For a few years there, customer service was king, and if you aired a grievance with a company on Twitter, you were sure to get a response. Perhaps we've passed that era, or perhaps Instagram just doesn't care. Whatever the reason, my Twitter pleas have received zero response.

So, yes, I'm frustrated, but at least one good thing has come out of all of this. For quite a while, my sister had been telling me that I should start an Instagram account for my book blog. I always resisted for a variety of reasons, but the main one was that I didn't want to start over with followers. I had close to 400 on my personal account, and, while that's not a huge number, it's a whole lot bigger than zero!

But with my personal account shut down, I had nothing to lose! So I created a Christian Chick's Thoughts account: @cctblog.

I'm loving it!

It's a much more focused account, basically about books, movies, and music ... and, of course, my cats. And there's something about knowing who I'm targeting that makes it easier to write captions and choose what to post.

I've also been doing a lot of thinking about why I posted what I did before, and I have to be honest and say that I was looking for affirmation. Yes, many of the photos I posted were ones that I wanted to remember (and I did a fair bit of scrolling through my own old posts), but I wanted others to like them, too. I suppose the same could be said of my CCT account, as well, but the purpose of these photos is to "build my brand," so to speak, and drive people to my blog. It also gives me a great forum to share about the books I'm reading, which never really fit well on my personal Instagram. I'm actually interacting a lot more with other book lovers through this account than I ever did before. At least for now, this account feels very fulfilling.

And I still have Facebook for all of those family and vacation pics 😃. (Maybe I'll create a new personal Instagram ... we'll see. If so, I'll be sure to let you know!)

January 24, 2018

when hashi rears its head

I wrote this yesterday and almost didn't post it. But, in an effort to share the "realness" of life, I decided to go ahead and hit "publish."

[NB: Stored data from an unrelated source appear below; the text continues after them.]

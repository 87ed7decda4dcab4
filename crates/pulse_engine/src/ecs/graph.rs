//! Dependency graph construction and linearization
//!
//! One graph exists per clock. Edges come from the `after`/`before` lists
//! on update methods; linearization is Kahn's algorithm with the ready
//! queue seeded and tie-broken in task discovery order, so rebuilds of an
//! unchanged graph produce identical orderings.

use crate::ecs::task::Task;
use std::collections::{HashMap, VecDeque};
use std::sync::Arc;
use thiserror::Error;

/// Per-stage task buckets, keyed by stage name
///
/// Concatenating the buckets in global stage order reproduces a valid
/// topological order of the whole graph.
pub type StageBuckets = HashMap<&'static str, Vec<Arc<Task>>>;

/// Structural errors detected while linearizing the graph
///
/// Both variants are fatal: they indicate a programming error in system
/// declarations and must abort scheduler setup before any tick runs.
#[derive(Error, Debug, PartialEq, Eq)]
pub enum GraphError {
    /// The graph contains at least one dependency cycle
    #[error("cycle detected in task dependency graph ({unordered} of {total} tasks unorderable)")]
    CycleDetected {
        /// Tasks that could not be placed in the linear order
        unordered: usize,
        /// Total registered tasks
        total: usize,
    },

    /// An edge references a task name that was never registered
    #[error("task dependency references unknown task '{0}'")]
    UnresolvedTask(String),
}

/// Directed dependency graph over the tasks of one clock
#[derive(Default)]
pub struct DependencyGraph {
    tasks: HashMap<String, Arc<Task>>,
    adjacency: HashMap<String, Vec<String>>,
    in_degree: HashMap<String, usize>,
    discovery: Vec<String>,
}

impl DependencyGraph {
    /// Create an empty graph
    pub fn new() -> Self {
        Self::default()
    }

    /// Number of registered tasks
    pub fn len(&self) -> usize {
        self.tasks.len()
    }

    /// Whether the graph has no tasks
    pub fn is_empty(&self) -> bool {
        self.tasks.is_empty()
    }

    /// Insert a task and its declared edges
    ///
    /// Returns `false` without touching the graph if a task of the same
    /// name already exists; duplicate discovery of a system type must not
    /// create duplicate tasks. Edge targets may name tasks that have not
    /// been registered yet; they resolve lazily and are validated by
    /// [`DependencyGraph::build_task_order`].
    pub fn add_task(&mut self, task: Task) -> bool {
        let name = task.name().to_string();
        if self.tasks.contains_key(&name) {
            return false;
        }

        self.adjacency.entry(name.clone()).or_default();
        self.in_degree.entry(name.clone()).or_insert(0);

        for dep in task.dependencies() {
            self.adjacency.entry(dep.clone()).or_default().push(name.clone());
            *self.in_degree.entry(name.clone()).or_insert(0) += 1;
        }
        for dep in task.dependents() {
            self.adjacency.entry(name.clone()).or_default().push(dep.clone());
            *self.in_degree.entry(dep.clone()).or_insert(0) += 1;
        }

        self.discovery.push(name.clone());
        self.tasks.insert(name, Arc::new(task));
        true
    }

    /// Topologically sort the graph and partition the order into stage
    /// buckets
    ///
    /// `wants` is the world's feature-toggle query: a stage bucket survives
    /// only if the world wants the tag of its first task. Filtering never
    /// reorders surviving buckets.
    ///
    /// The graph itself is not consumed; rebuilding an unchanged graph
    /// yields the same buckets in the same order.
    pub fn build_task_order(
        &self,
        wants: impl Fn(&str) -> bool,
    ) -> Result<StageBuckets, GraphError> {
        self.check_edges_resolve()?;

        let mut degrees = self.in_degree.clone();
        let mut ready: VecDeque<&str> = self
            .discovery
            .iter()
            .map(String::as_str)
            .filter(|name| degrees[*name] == 0)
            .collect();
        let mut order: Vec<&Arc<Task>> = Vec::with_capacity(self.tasks.len());

        while let Some(current) = ready.pop_front() {
            order.push(&self.tasks[current]);

            if let Some(successors) = self.adjacency.get(current) {
                for successor in successors {
                    let degree = degrees
                        .get_mut(successor.as_str())
                        .expect("edge target validated above");
                    *degree -= 1;
                    if *degree == 0 {
                        ready.push_back(successor);
                    }
                }
            }
        }

        if order.len() != self.tasks.len() {
            return Err(GraphError::CycleDetected {
                unordered: self.tasks.len() - order.len(),
                total: self.tasks.len(),
            });
        }

        let mut buckets = StageBuckets::new();
        for task in order {
            buckets
                .entry(task.stage())
                .or_insert_with(Vec::new)
                .push(Arc::clone(task));
        }

        buckets.retain(|_, tasks| wants(tasks[0].tag()));
        Ok(buckets)
    }

    /// Verify that every edge endpoint names a registered task
    fn check_edges_resolve(&self) -> Result<(), GraphError> {
        for (from, successors) in &self.adjacency {
            if !self.tasks.contains_key(from) {
                return Err(GraphError::UnresolvedTask(from.clone()));
            }
            for to in successors {
                if !self.tasks.contains_key(to) {
                    return Err(GraphError::UnresolvedTask(to.clone()));
                }
            }
        }
        Ok(())
    }
}

#[cfg(test)]
mod tests {
    use super::*;
    use crate::ecs::system::{System, UpdateMethod};
    use crate::ecs::update_groups::stages;

    struct Stub {
        methods: &'static [UpdateMethod],
        tag: &'static str,
    }

    impl System for Stub {
        fn tag(&self) -> &'static str {
            self.tag
        }

        fn update_methods(&self) -> &'static [UpdateMethod] {
            self.methods
        }

        fn invoke(&self, _method: &str, _dt: f32) {}
    }

    fn task(
        type_name: &'static str,
        method: &'static UpdateMethod,
        tag: &'static str,
    ) -> (Task, Arc<dyn System>) {
        let system: Arc<dyn System> = Arc::new(Stub {
            methods: std::slice::from_ref(method),
            tag,
        });
        (Task::new(type_name, &system, method), system)
    }

    // Keeps the stub systems alive for the duration of a test so Weak
    // upgrades inside tasks stay valid.
    struct Fixture {
        graph: DependencyGraph,
        _systems: Vec<Arc<dyn System>>,
    }

    fn build(specs: &[(&'static str, &'static UpdateMethod, &'static str)]) -> Fixture {
        let mut graph = DependencyGraph::new();
        let mut systems = Vec::new();
        for &(type_name, method, tag) in specs {
            let (t, s) = task(type_name, method, tag);
            graph.add_task(t);
            systems.push(s);
        }
        Fixture {
            graph,
            _systems: systems,
        }
    }

    fn flatten(buckets: &StageBuckets, stage_order: &[&str]) -> Vec<String> {
        let mut names = Vec::new();
        for stage in stage_order {
            if let Some(tasks) = buckets.get(stage) {
                names.extend(tasks.iter().map(|t| t.name().to_string()));
            }
        }
        names
    }

    static POLL: UpdateMethod = UpdateMethod::new("poll", stages::INPUT);
    static STEP: UpdateMethod = UpdateMethod {
        name: "step",
        stage: stages::PHYSICS,
        after: &["Input::poll"],
        before: &[],
    };
    static DRAW: UpdateMethod = UpdateMethod {
        name: "draw",
        stage: stages::RENDER,
        after: &["Physics::step"],
        before: &[],
    };

    #[test]
    fn test_linear_chain_orders_across_stages() {
        // Scenario A: Input::poll -> Physics::step -> Render::draw
        let fixture = build(&[
            ("Input", &POLL, "base"),
            ("Physics", &STEP, "base"),
            ("Render", &DRAW, "base"),
        ]);
        let buckets = fixture.graph.build_task_order(|_| true).unwrap();
        let names = flatten(&buckets, &[stages::INPUT, stages::PHYSICS, stages::RENDER]);
        assert_eq!(names, vec!["Input::poll", "Physics::step", "Render::draw"]);
    }

    #[test]
    fn test_independent_tasks_share_a_stage() {
        // Scenario B: two edge-free tasks in the same stage both appear once
        static A: UpdateMethod = UpdateMethod::new("tick", stages::GAMEPLAY);
        static B: UpdateMethod = UpdateMethod::new("tock", stages::GAMEPLAY);
        let fixture = build(&[("A", &A, "base"), ("B", &B, "base")]);
        let buckets = fixture.graph.build_task_order(|_| true).unwrap();
        let bucket = &buckets[stages::GAMEPLAY];
        assert_eq!(bucket.len(), 2);
        let names: Vec<_> = bucket.iter().map(|t| t.name()).collect();
        assert!(names.contains(&"A::tick"));
        assert!(names.contains(&"B::tock"));
    }

    #[test]
    fn test_dependents_edge_orders_like_dependency() {
        // Scenario C: the edge is declared on A via `before`, not on B
        static A: UpdateMethod = UpdateMethod {
            name: "produce",
            stage: stages::GAMEPLAY,
            after: &[],
            before: &["B::consume"],
        };
        static B: UpdateMethod = UpdateMethod::new("consume", stages::BEFORE_RENDER);
        let fixture = build(&[("B", &B, "base"), ("A", &A, "base")]);
        let buckets = fixture.graph.build_task_order(|_| true).unwrap();
        let names = flatten(&buckets, &[stages::GAMEPLAY, stages::BEFORE_RENDER]);
        assert_eq!(names, vec!["A::produce", "B::consume"]);
    }

    #[test]
    fn test_cycle_is_fatal_and_deterministic() {
        // Scenario D: A -> B -> C -> A
        static A: UpdateMethod = UpdateMethod {
            name: "a",
            stage: stages::GAMEPLAY,
            after: &["C::c"],
            before: &[],
        };
        static B: UpdateMethod = UpdateMethod {
            name: "b",
            stage: stages::GAMEPLAY,
            after: &["A::a"],
            before: &[],
        };
        static C: UpdateMethod = UpdateMethod {
            name: "c",
            stage: stages::GAMEPLAY,
            after: &["B::b"],
            before: &[],
        };
        let fixture = build(&[("A", &A, "base"), ("B", &B, "base"), ("C", &C, "base")]);
        let first = fixture.graph.build_task_order(|_| true).unwrap_err();
        let second = fixture.graph.build_task_order(|_| true).unwrap_err();
        assert_eq!(
            first,
            GraphError::CycleDetected {
                unordered: 3,
                total: 3
            }
        );
        assert_eq!(first, second);
    }

    #[test]
    fn test_duplicate_task_is_a_no_op() {
        let mut graph = DependencyGraph::new();
        let (first, _s1) = task("Input", &POLL, "base");
        let (second, _s2) = task("Input", &POLL, "base");
        assert!(graph.add_task(first));
        assert!(!graph.add_task(second));
        assert_eq!(graph.len(), 1);
        let buckets = graph.build_task_order(|_| true).unwrap();
        assert_eq!(buckets[stages::INPUT].len(), 1);
    }

    #[test]
    fn test_unresolved_edge_is_reported_not_a_cycle() {
        static LONELY: UpdateMethod = UpdateMethod {
            name: "run",
            stage: stages::GAMEPLAY,
            after: &["Ghost::haunt"],
            before: &[],
        };
        let fixture = build(&[("Lonely", &LONELY, "base")]);
        assert_eq!(
            fixture.graph.build_task_order(|_| true).unwrap_err(),
            GraphError::UnresolvedTask("Ghost::haunt".to_string())
        );
    }

    #[test]
    fn test_tag_filter_drops_exactly_that_bucket() {
        static SIM: UpdateMethod = UpdateMethod::new("simulate", stages::PHYSICS);
        static DRAW2: UpdateMethod = UpdateMethod::new("draw", stages::RENDER);
        let fixture = build(&[("Sim", &SIM, "physics"), ("Draw", &DRAW2, "render")]);

        let all = fixture.graph.build_task_order(|_| true).unwrap();
        assert!(all.contains_key(stages::PHYSICS));
        assert!(all.contains_key(stages::RENDER));

        let no_physics = fixture.graph.build_task_order(|tag| tag != "physics").unwrap();
        assert!(!no_physics.contains_key(stages::PHYSICS));
        // Surviving buckets are untouched
        let before: Vec<_> = all[stages::RENDER].iter().map(|t| t.name()).collect();
        let after: Vec<_> = no_physics[stages::RENDER].iter().map(|t| t.name()).collect();
        assert_eq!(before, after);
    }

    #[test]
    fn test_tie_break_is_discovery_order() {
        static FIRST: UpdateMethod = UpdateMethod::new("first", stages::GAMEPLAY);
        static SECOND: UpdateMethod = UpdateMethod::new("second", stages::GAMEPLAY);
        static THIRD: UpdateMethod = UpdateMethod::new("third", stages::GAMEPLAY);
        let fixture = build(&[
            ("Zeta", &FIRST, "base"),
            ("Alpha", &SECOND, "base"),
            ("Mid", &THIRD, "base"),
        ]);
        for _ in 0..3 {
            let buckets = fixture.graph.build_task_order(|_| true).unwrap();
            let names: Vec<_> = buckets[stages::GAMEPLAY].iter().map(|t| t.name()).collect();
            assert_eq!(names, vec!["Zeta::first", "Alpha::second", "Mid::third"]);
        }
    }

    #[test]
    fn test_topological_validity_with_cross_edges() {
        static A: UpdateMethod = UpdateMethod {
            name: "a",
            stage: stages::GAMEPLAY,
            after: &[],
            before: &["C::c", "D::d"],
        };
        static B: UpdateMethod = UpdateMethod::new("b", stages::GAMEPLAY);
        static C: UpdateMethod = UpdateMethod {
            name: "c",
            stage: stages::AFTER_RENDER,
            after: &["B::b"],
            before: &[],
        };
        static D: UpdateMethod = UpdateMethod {
            name: "d",
            stage: stages::AFTER_RENDER,
            after: &["C::c"],
            before: &[],
        };
        let fixture = build(&[
            ("D", &D, "base"),
            ("C", &C, "base"),
            ("B", &B, "base"),
            ("A", &A, "base"),
        ]);
        let buckets = fixture.graph.build_task_order(|_| true).unwrap();
        let names = flatten(&buckets, &[stages::GAMEPLAY, stages::AFTER_RENDER]);
        let pos = |n: &str| names.iter().position(|x| x == n).unwrap();
        // Every declared edge holds in the flattened order
        assert!(pos("A::a") < pos("C::c"));
        assert!(pos("A::a") < pos("D::d"));
        assert!(pos("B::b") < pos("C::c"));
        assert!(pos("C::c") < pos("D::d"));
        assert_eq!(names.len(), 4);
    }
}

I haven't talked publicly about Hashimoto's, my autoimmune disease, for a long time. For a while, it was THE thing in my life. But after getting on the right meds, vastly changing my diet, and learning to take care of myself, it's become just A thing, something that's part of who I am but doesn't rule my life.

Most of the time.

Today, though, I'm very aware of Hashi and the limitations it gives me. We had a major snowstorm that dumped 10-ish inches and created drifts of 3 or more feet. My car isn't going anywhere until it gets dug out.

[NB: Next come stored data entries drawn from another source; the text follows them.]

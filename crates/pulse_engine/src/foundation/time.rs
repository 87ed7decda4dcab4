//! Time management utilities

use std::time::{Duration, Instant};

/// High-precision timer for frame timing
pub struct Timer {
    last_frame: Instant,
    delta_time: f32,
    total_time: f32,
    frame_count: u64,
}

impl Default for Timer {
    fn default() -> Self {
        Self::new()
    }
}

impl Timer {
    /// Create a new timer
    pub fn new() -> Self {
        Self {
            last_frame: Instant::now(),
            delta_time: 0.0,
            total_time: 0.0,
            frame_count: 0,
        }
    }

    /// Update the timer (should be called once per frame)
    pub fn update(&mut self) {
        let now = Instant::now();
        self.delta_time = now.duration_since(self.last_frame).as_secs_f32();
        self.total_time += self.delta_time;
        self.last_frame = now;
        self.frame_count += 1;
    }

    /// Get the time since the last frame in seconds
    pub fn delta_time(&self) -> f32 {
        self.delta_time
    }

    /// Get the total elapsed time since timer creation
    pub fn total_time(&self) -> f32 {
        self.total_time
    }

    /// Get the current frame count
    pub fn frame_count(&self) -> u64 {
        self.frame_count
    }

    /// Get the average FPS since timer creation
    pub fn average_fps(&self) -> f32 {
        if self.total_time > 0.0 {
            self.frame_count as f32 / self.total_time
        } else {
            0.0
        }
    }
}

/// Wall-clock accumulator for a fixed-rate tick.
///
/// Tracks elapsed time since the last fired tick and fires once the
/// accumulated duration crosses the configured step. The delta handed back
/// is the actual elapsed time, not the nominal step, so drift does not
/// cause over- or under-stepping.
pub struct FixedStep {
    step: Duration,
    last_tick: Instant,
}

impl FixedStep {
    /// Create an accumulator firing `rate` times per second
    pub fn from_rate(rate: f32) -> Self {
        Self {
            step: Duration::from_secs_f32(1.0 / rate),
            last_tick: Instant::now(),
        }
    }

    /// If a full step has accumulated, consume it and return the elapsed
    /// time in seconds; otherwise `None`
    pub fn tick(&mut self) -> Option<f32> {
        let elapsed = self.last_tick.elapsed();
        if elapsed >= self.step {
            self.last_tick = Instant::now();
            Some(elapsed.as_secs_f32())
        } else {
            None
        }
    }

    /// Time left until the next step is due (zero if already due)
    pub fn remaining(&self) -> Duration {
        self.step.saturating_sub(self.last_tick.elapsed())
    }

    /// The nominal step duration
    pub fn step(&self) -> Duration {
        self.step
    }
}

/// Simple stopwatch for measuring elapsed time
pub struct Stopwatch {
    start_time: Option<Instant>,
    elapsed: Duration,
}

impl Default for Stopwatch {
    fn default() -> Self {
        Self::new()
    }
}

impl Stopwatch {
    /// Create a new stopped stopwatch
    pub fn new() -> Self {
        Self {
            start_time: None,
            elapsed: Duration::ZERO,
        }
    }

    /// Create a new stopwatch and start it immediately
    pub fn start_new() -> Self {
        let mut stopwatch = Self::new();
        stopwatch.start();
        stopwatch
    }

    /// Start the stopwatch
    pub fn start(&mut self) {
        self.start_time = Some(Instant::now());
    }

    /// Stop the stopwatch and accumulate elapsed time
    pub fn stop(&mut self) {
        if let Some(start) = self.start_time.take() {
            self.elapsed += start.elapsed();
        }
    }

    /// Get the elapsed time
    pub fn elapsed(&self) -> Duration {
        let running = self.start_time.map_or(Duration::ZERO, |start| start.elapsed());
        self.elapsed + running
    }

    /// Get the elapsed time in seconds
    pub fn elapsed_secs(&self) -> f32 {
        self.elapsed().as_secs_f32()
    }
}

#[cfg(test)]
mod tests {
    use super::*;

    #[test]
    fn test_timer_counts_frames() {
        let mut timer = Timer::new();
        timer.update();
        timer.update();
        assert_eq!(timer.frame_count(), 2);
        assert!(timer.total_time() >= 0.0);
    }

    #[test]
    fn test_fixed_step_not_due_immediately() {
        let mut step = FixedStep::from_rate(1.0);
        assert!(step.tick().is_none());
        assert!(step.remaining() <= step.step());
    }

    #[test]
    fn test_fixed_step_fires_after_step() {
        let mut step = FixedStep::from_rate(1000.0);
        std::thread::sleep(Duration::from_millis(5));
        let dt = step.tick().expect("step should be due");
        // Actual elapsed time, not the nominal step
        assert!(dt >= 0.001);
    }

    #[test]
    fn test_stopwatch_accumulates() {
        let mut watch = Stopwatch::start_new();
        std::thread::sleep(Duration::from_millis(2));
        watch.stop();
        assert!(watch.elapsed() >= Duration::from_millis(2));
    }
}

I know that strenuous exercise isn't good for me, but what was I supposed to do? (Of course, I could've chosen to stay snowed in, at least in theory. But it didn't really feel like a choice. I needed to dig out.) So I bundled up and attacked the snow. After about 30 minutes, I quit. I'm still snowed in. And I spent the next hour sprawled on the couch. Three hours later, I'm not feeling much better.


I used to feel this—this deep, utter exhaustion—every single time I mowed my lawn. Last summer, I didn't feel it once, which is a testament to how much healing I've done. But it's frustrating to have my limitations thrown in my face. I cringe when I wonder if the neighbors think I'm lazy or wimpy—because I look perfectly normal; I look like I should be able to handle some snow. I was even slightly embarrassed when I admitted to my friend (and sometimes mail carrier) that "this" just about killed me when she delivered a package this afternoon, and she knew me when I was at my worst! I guess it's just humbling to be reminded that some things are out of my control, and I'm not really self-sufficient.

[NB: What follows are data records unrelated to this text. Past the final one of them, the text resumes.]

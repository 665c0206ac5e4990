//! Path checks applied before a path reaches the backend

use crate::error::{FsError, FsResult};
use crate::MAX_PATH;

/// Path separator
pub const SEPARATOR: char = '/';

/// Reject paths no backend can be asked to open
pub fn validate(path: &str) -> FsResult<()> {
    if path.is_empty() || path.len() > MAX_PATH || path.contains('\0') {
        return Err(FsError::InvalidParameters);
    }
    // A bare separator names a directory, never a file
    if path.chars().all(|c| c == SEPARATOR) {
        return Err(FsError::InvalidParameters);
    }
    Ok(())
}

I also worry that this exertion is going to set me back, cause a flare-up of symptoms, and impact more than just today. I know that I'll need to be extra vigilant and extra gentle with myself for a while. This in itself is frustrating, as I'm forgoing some things I'd like to do (like keeping up with my steps in a walking challenge I've joined) in hopes of not making things worse.

But I'm also so thankful that I'm not where I once was. If it takes a snowstorm to remind me of both my frailty and of how far I've come, I guess I should be grateful. And I'm also grateful for my dad, who came over after he got off work and finished digging me out!